Why this matters
Accountants and bookkeepers sell on trust, clarity, and compliance. Your website is often the first place potential clients check whether you are credible and relevant to them.
If your site feels slow, generic, or hard to follow, you lose enquiries before the first conversation.
1) Clear positioning and services
Visitors need to know who you work with and what you do. Generic copy that could apply to any firm does not help.
What to include
- Who you help: Sole traders, limited companies, charities, landlords, etc. Be specific so people know you are for them.
- What you do: Clear service list: accounts, tax returns, bookkeeping, payroll, VAT, advisory. Plain descriptions, not jargon.
- Why you: Sector experience, qualifications, approach (e.g. fixed fees, monthly retainer, one-off).
- One clear headline per page: So people know what the page is about in seconds.
What to avoid
- Vague headlines: "Comprehensive solutions", "Your trusted partner".
- Copy that sounds like every other firm.
- Burying your main message below the fold.
For more on structure and clarity, see writing for the web: content that converts and websites for consultants and professional services.
2) Trust and compliance signals
Regulated professions need to signal legitimacy without cluttering the page.
What to include
- Professional body: If you are a member (e.g. ICAEW, ACCA, AAT, ICB), say so and link to the body. A logo or “Member of X” is enough; no need for long disclaimers on every page.
- Qualifications: Relevant qualifications in a simple list or short bio.
- Privacy and data: Clear privacy policy and how you handle client data. See privacy policies and GDPR compliance.
- Contact details: Address, phone, email. Visible and consistent.
What to avoid
- Long regulatory disclaimers on every page (link to a dedicated page if needed).
- Out-of-date membership or qualification info.
3) Structure and performance
Professional service buyers scan before they read. Weak structure and slow pages hurt trust Source 1 .
What to include
- Clear headings: H2 for main sections, H3 for subsections. Descriptive, not clever.
- Short paragraphs: One idea per paragraph. Easy to scan.
- Logical flow: What you do → Who you help → How it works → Contact.
- Fast load: Images sized and compressed; no heavy scripts or trackers that slow the page.

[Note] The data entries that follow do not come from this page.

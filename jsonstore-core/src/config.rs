// jsonstore-core/src/config.rs
// Store configuration

use std::fs;
use std::path::{Path, PathBuf};

use serde::{Deserialize, Serialize};

use crate::durability::{DurabilityMode, JournalMode};
use crate::error::{JsonStoreError, Result};

/// Options for opening a [`Store`](crate::Store)
///
/// ```rust
/// use jsonstore_core::{DurabilityMode, StoreConfig};
///
/// let config = StoreConfig::at("app.db").with_durability(DurabilityMode::Normal);
/// assert_eq!(config.busy_timeout_ms, 5000);
/// ```
#[derive(Debug, Clone, PartialEq, Eq, Serialize, Deserialize)]
#[serde(default, rename_all = "camelCase")]
pub struct StoreConfig {
    /// Database file; `None` opens a private in-memory database
    pub path: Option<PathBuf>,

    pub durability: DurabilityMode,

    /// Ignored for in-memory databases
    pub journal_mode: JournalMode,

    /// How long a write waits for a lock held by another connection
    pub busy_timeout_ms: u64,
}

impl Default for StoreConfig {
    fn default() -> Self {
        StoreConfig {
            path: None,
            durability: DurabilityMode::default(),
            journal_mode: JournalMode::default(),
            busy_timeout_ms: 5000,
        }
    }
}

impl StoreConfig {
    pub fn in_memory() -> Self {
        Self::default()
    }

    pub fn at(path: impl Into<PathBuf>) -> Self {
        StoreConfig {
            path: Some(path.into()),
            ..Self::default()
        }
    }

    pub fn with_durability(mut self, durability: DurabilityMode) -> Self {
        self.durability = durability;
        self
    }

    pub fn with_journal_mode(mut self, journal_mode: JournalMode) -> Self {
        self.journal_mode = journal_mode;
        self
    }

    pub fn with_busy_timeout_ms(mut self, busy_timeout_ms: u64) -> Self {
        self.busy_timeout_ms = busy_timeout_ms;
        self
    }

    /// Load a configuration from a JSON file. Missing keys take their defaults.
    pub fn from_json_file<P: AsRef<Path>>(path: P) -> Result<Self> {
        let path = path.as_ref();
        let text = fs::read_to_string(path)?;
        serde_json::from_str(&text).map_err(|e| {
            JsonStoreError::Serialization(format!(
                "Invalid store config {}: {}",
                path.display(),
                e
            ))
        })
    }

    pub fn is_in_memory(&self) -> bool {
        self.path.is_none()
    }
}
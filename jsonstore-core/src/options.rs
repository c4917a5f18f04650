// jsonstore-core/src/options.rs
// Per-operation option records

use std::collections::HashMap;

use serde::{Deserialize, Serialize};

use crate::value::Scalar;

#[derive(Debug, Clone, Copy, PartialEq, Eq, Serialize, Deserialize)]
#[serde(rename_all = "lowercase")]
pub enum SortDirection {
    #[serde(alias = "ASC")]
    Asc,
    #[serde(alias = "DESC")]
    Desc,
}

impl SortDirection {
    pub fn as_sql(&self) -> &'static str {
        match self {
            SortDirection::Asc => "ASC",
            SortDirection::Desc => "DESC",
        }
    }
}

#[derive(Debug, Clone, PartialEq, Eq, Serialize, Deserialize)]
pub struct SortKey {
    pub field: String,
    pub direction: SortDirection,
}

/// Options for find queries
#[derive(Debug, Clone, Default, PartialEq, Serialize, Deserialize)]
#[serde(default, rename_all = "camelCase")]
pub struct FindOptions {
    /// Maximum number of rows to return
    pub limit: Option<usize>,

    /// Rows to skip after sorting
    pub offset: Option<usize>,

    /// Sort keys; the first key added is the primary one
    pub sort: Vec<SortKey>,

    /// Projection: declared or reserved fields to return instead of `{_id, json}`
    pub filter: Vec<String>,

    /// Include tombstoned documents
    pub include_deleted: bool,
}

impl FindOptions {
    pub fn new() -> Self {
        Self::default()
    }

    pub fn with_limit(mut self, limit: usize) -> Self {
        self.limit = Some(limit);
        self
    }

    pub fn with_offset(mut self, offset: usize) -> Self {
        self.offset = Some(offset);
        self
    }

    pub fn sort_ascending(mut self, field: impl Into<String>) -> Self {
        self.sort.push(SortKey {
            field: field.into(),
            direction: SortDirection::Asc,
        });
        self
    }

    pub fn sort_descending(mut self, field: impl Into<String>) -> Self {
        self.sort.push(SortKey {
            field: field.into(),
            direction: SortDirection::Desc,
        });
        self
    }

    pub fn with_filter<S: Into<String>>(mut self, fields: impl IntoIterator<Item = S>) -> Self {
        self.filter = fields.into_iter().map(Into::into).collect();
        self
    }

    pub fn include_deleted(mut self, include: bool) -> Self {
        self.include_deleted = include;
        self
    }
}

#[derive(Debug, Clone, Copy, Default, PartialEq, Eq, Serialize, Deserialize)]
#[serde(default, rename_all = "camelCase")]
pub struct CountOptions {
    pub include_deleted: bool,
}

impl CountOptions {
    pub fn include_deleted(mut self, include: bool) -> Self {
        self.include_deleted = include;
        self
    }
}

#[derive(Debug, Clone, Default, PartialEq, Serialize, Deserialize)]
#[serde(default, rename_all = "camelCase")]
pub struct AddOptions {
    /// Values for the collection's additional search fields, applied to every document
    pub additional_search_fields: HashMap<String, Scalar>,
    pub mark_dirty: bool,
}

impl AddOptions {
    pub fn mark_dirty(mut self, mark_dirty: bool) -> Self {
        self.mark_dirty = mark_dirty;
        self
    }

    pub fn with_additional_field(mut self, field: impl Into<String>, value: impl Into<Scalar>) -> Self {
        self.additional_search_fields
            .insert(field.into(), value.into());
        self
    }
}

#[derive(Debug, Clone, Copy, Default, PartialEq, Eq, Serialize, Deserialize)]
#[serde(default, rename_all = "camelCase")]
pub struct ReplaceOptions {
    pub mark_dirty: bool,
}

impl ReplaceOptions {
    pub fn mark_dirty(mut self, mark_dirty: bool) -> Self {
        self.mark_dirty = mark_dirty;
        self
    }
}

/// Remove defaults to dirty tracking: rows are tombstoned until marked clean.
#[derive(Debug, Clone, Copy, PartialEq, Eq, Serialize, Deserialize)]
#[serde(default, rename_all = "camelCase")]
pub struct RemoveOptions {
    pub mark_dirty: bool,
}

impl Default for RemoveOptions {
    fn default() -> Self {
        RemoveOptions { mark_dirty: true }
    }
}

impl RemoveOptions {
    pub fn mark_dirty(mut self, mark_dirty: bool) -> Self {
        self.mark_dirty = mark_dirty;
        self
    }
}

/// Options for `change` (upsert)
#[derive(Debug, Clone, Default, PartialEq, Eq, Serialize, Deserialize)]
#[serde(default, rename_all = "camelCase")]
pub struct ChangeOptions {
    /// Search fields compared for equality; empty means nothing ever matches
    pub replace_criteria: Vec<String>,
    /// Insert documents that match nothing
    pub add_new: bool,
    pub mark_dirty: bool,
}

impl ChangeOptions {
    pub fn with_criteria<S: Into<String>>(mut self, fields: impl IntoIterator<Item = S>) -> Self {
        self.replace_criteria = fields.into_iter().map(Into::into).collect();
        self
    }

    pub fn add_new(mut self, add_new: bool) -> Self {
        self.add_new = add_new;
        self
    }

    pub fn mark_dirty(mut self, mark_dirty: bool) -> Self {
        self.mark_dirty = mark_dirty;
        self
    }
}

/// Options for opening a collection
#[derive(Debug, Clone, Copy, Default, PartialEq, Eq, Serialize, Deserialize)]
#[serde(default, rename_all = "camelCase")]
pub struct OpenCollectionOptions {
    /// Drop and recreate the collection when its declared fields changed
    pub drop_collection: bool,
}

#[cfg(test)]
mod tests {
    use super::*;
    use serde_json::json;

    #[test]
    fn test_defaults() {
        assert!(RemoveOptions::default().mark_dirty);
        assert!(!AddOptions::default().mark_dirty);
        assert!(!ReplaceOptions::default().mark_dirty);
        let change = ChangeOptions::default();
        assert!(change.replace_criteria.is_empty());
        assert!(!change.add_new);
        let find = FindOptions::default();
        assert_eq!(find.limit, None);
        assert!(!find.include_deleted);
    }

    #[test]
    fn test_sort_keys_keep_insertion_order() {
        let options = FindOptions::new().sort_ascending("a").sort_descending("b");
        assert_eq!(options.sort[0].field, "a");
        assert_eq!(options.sort[0].direction, SortDirection::Asc);
        assert_eq!(options.sort[1].direction, SortDirection::Desc);
    }

    #[test]
    fn test_find_options_from_json() {
        let options: FindOptions = serde_json::from_value(json!({
            "limit": 5,
            "sort": [{"field": "age", "direction": "DESC"}],
            "includeDeleted": true
        }))
        .unwrap();
        assert_eq!(options.limit, Some(5));
        assert_eq!(options.sort[0].direction, SortDirection::Desc);
        assert!(options.include_deleted);
    }

    #[test]
    fn test_remove_options_from_empty_json_keeps_dirty_default() {
        let options: RemoveOptions = serde_json::from_value(json!({})).unwrap();
        assert!(options.mark_dirty);
    }
}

For more on performance, see fast websites: what fast means in 2026.
4) Contact and next steps
Make it obvious how to get in touch.
- Contact in the header: Same place on every page. Phone and email or a short form.
- Enquiry form: Short. Name, email, brief message or “I’m interested in…”. Optional: “How did you hear about us?”
- What happens next: “We’ll respond within 24 hours” or “You’ll hear from us within 2 working days”.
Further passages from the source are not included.